My research into the OTB code lead me to believe that the CTS team developed the Ceres framework fairly cleanly and robustly, using a private-label dependency injection framework and related code development best practices, such as developing to interfaces, etc., making the tasks of integration with and unit testing of the framework client code a great pleasure. As an aside: one would wish that the core SharePoint bits received a similar rewrite at some point in the past when developing farm solutions and unit testing SharePoint code was still relevant. Unfortunately for companies building search-driven applications, Microsoft chose to keep this part of the SharePoint platform closed off, instead concentrating on APIs as the overall integration story for the broader platform (think 2013 RESTful API surface) and search (searchable BCS improvements, CEWS – a revamp of the disaster known as the Customer Pipeline Extensibility stage on FS4SP).
When it comes to search and performing custom content processing, I am of the opinion that CEWS is fine for tasks involving algorithms with high CPU, memory requirements, e.g. content categorization, or the actual content enrichment scenarios involving lookups / matching of in-flow/pipeline attributes to external data stores.

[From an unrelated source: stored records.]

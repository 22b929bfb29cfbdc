//! Fakes shared by the delivery tests.

use std::sync::Arc;
use std::sync::atomic::{AtomicUsize, Ordering};
use std::time::Duration;

use async_trait::async_trait;
use serde_json::json;
use tokio::sync::Mutex;

use crate::channels::OutboundChannel;
use crate::config::MessageBounds;
use crate::conversation::{Utterance, ledger, registry, speakers};
use crate::delivery::{DeliveryJob, Orchestrator};
use crate::error::DeliveryError;
use crate::pipeline::{ReplyGenerator, ReplyPipeline};
use crate::store::Store;

/// Accepts everything and remembers what it was given.
///
/// With a delay it also tracks how many deliveries overlapped.
#[derive(Default)]
pub struct RecordingChannel {
    pub sent: Mutex<Vec<(String, String)>>,
    pub delay: Duration,
    in_flight: AtomicUsize,
    pub peak_in_flight: AtomicUsize,
}

impl RecordingChannel {
    pub fn with_delay(delay: Duration) -> Self {
        Self {
            delay,
            ..Self::default()
        }
    }
}

#[async_trait]
impl OutboundChannel for RecordingChannel {
    fn name(&self) -> &str {
        "recording"
    }

    async fn deliver(&self, user_id: &str, text: &str) -> Result<(), DeliveryError> {
        let now = self.in_flight.fetch_add(1, Ordering::SeqCst) + 1;
        self.peak_in_flight.fetch_max(now, Ordering::SeqCst);
        if !self.delay.is_zero() {
            tokio::time::sleep(self.delay).await;
        }
        self.sent.lock().await.push((user_id.into(), text.into()));
        self.in_flight.fetch_sub(1, Ordering::SeqCst);
        Ok(())
    }
}

/// Always fails with a transport error.
pub struct FailingChannel {
    pub reason: String,
}

#[async_trait]
impl OutboundChannel for FailingChannel {
    fn name(&self) -> &str {
        "failing"
    }

    async fn deliver(&self, _user_id: &str, _text: &str) -> Result<(), DeliveryError> {
        Err(DeliveryError::Transport {
            channel: "failing".into(),
            reason: self.reason.clone(),
        })
    }
}

/// Never finishes within any reasonable test timeout.
pub struct SlowChannel;

#[async_trait]
impl OutboundChannel for SlowChannel {
    fn name(&self) -> &str {
        "slow"
    }

    async fn deliver(&self, _user_id: &str, _text: &str) -> Result<(), DeliveryError> {
        tokio::time::sleep(Duration::from_secs(5)).await;
        Ok(())
    }
}

/// Generator with a bug: panics instead of returning an error.
pub struct PanickingGenerator;

#[async_trait]
impl ReplyGenerator for PanickingGenerator {
    fn name(&self) -> &str {
        "panicking"
    }

    async fn generate(&self, _text: &str) -> anyhow::Result<String> {
        panic!("generator bug")
    }
}

/// A store on a temporary file plus seeding helpers.
pub struct Harness {
    _tmp: tempfile::TempDir,
    pub store: Store,
}

impl Harness {
    pub async fn new() -> Self {
        let tmp = tempfile::tempdir().unwrap();
        let store = Store::open(&tmp.path().join("test.db")).await.unwrap();
        Self { _tmp: tmp, store }
    }

    pub fn orchestrator(&self, outbound: Arc<dyn OutboundChannel>) -> Orchestrator {
        self.orchestrator_with(outbound, MessageBounds::default())
    }

    pub fn orchestrator_with(
        &self,
        outbound: Arc<dyn OutboundChannel>,
        bounds: MessageBounds,
    ) -> Orchestrator {
        self.orchestrator_with_pipeline(outbound, ReplyPipeline::echo(bounds))
    }

    pub fn orchestrator_with_pipeline(
        &self,
        outbound: Arc<dyn OutboundChannel>,
        pipeline: ReplyPipeline,
    ) -> Orchestrator {
        Orchestrator::new(self.store.clone(), Arc::new(pipeline), outbound)
    }

    /// Insert a received message and its pending reply.
    pub async fn seed(&self, user_id: &str, text: &str) -> DeliveryJob {
        let uow = self.store.begin().await.unwrap();
        let user = speakers::resolve_user(&uow, user_id).await.unwrap();
        let bot = speakers::resolve_bot(&uow, user_id).await.unwrap();
        let conversation = registry::get_or_create_open(&uow, &user.id, json!({}))
            .await
            .unwrap();
        let received = ledger::append_received(&uow, &conversation.id, &user.id, text, None)
            .await
            .unwrap();
        let reply = ledger::append_pending(&uow, &conversation.id, &bot.id, Some(&received.id))
            .await
            .unwrap();
        uow.commit().await.unwrap();
        DeliveryJob {
            user_id: user_id.into(),
            source_utterance_id: received.id,
            reply_utterance_id: reply.id,
        }
    }

    pub async fn utterance(&self, id: &str) -> Utterance {
        let uow = self.store.begin().await.unwrap();
        let utterance = ledger::fetch(&uow, id).await.unwrap();
        uow.commit().await.unwrap();
        utterance
    }
}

In all cases, the above algorithms are probably better off being ran with at least process isolation on the same box, or being scaled out across multiple servers on hardware that does not overlap with your search topology. However, a whole family of processing algorithms that generally complete under 250ms and mostly process local pipeline data without a need for external lookups are poorly served by CEWS, which presents too much invocation and data transfer overhead. Hopefully this research will provide a more performant environment for such algorithms, even if it is in an experimental, non-production setting.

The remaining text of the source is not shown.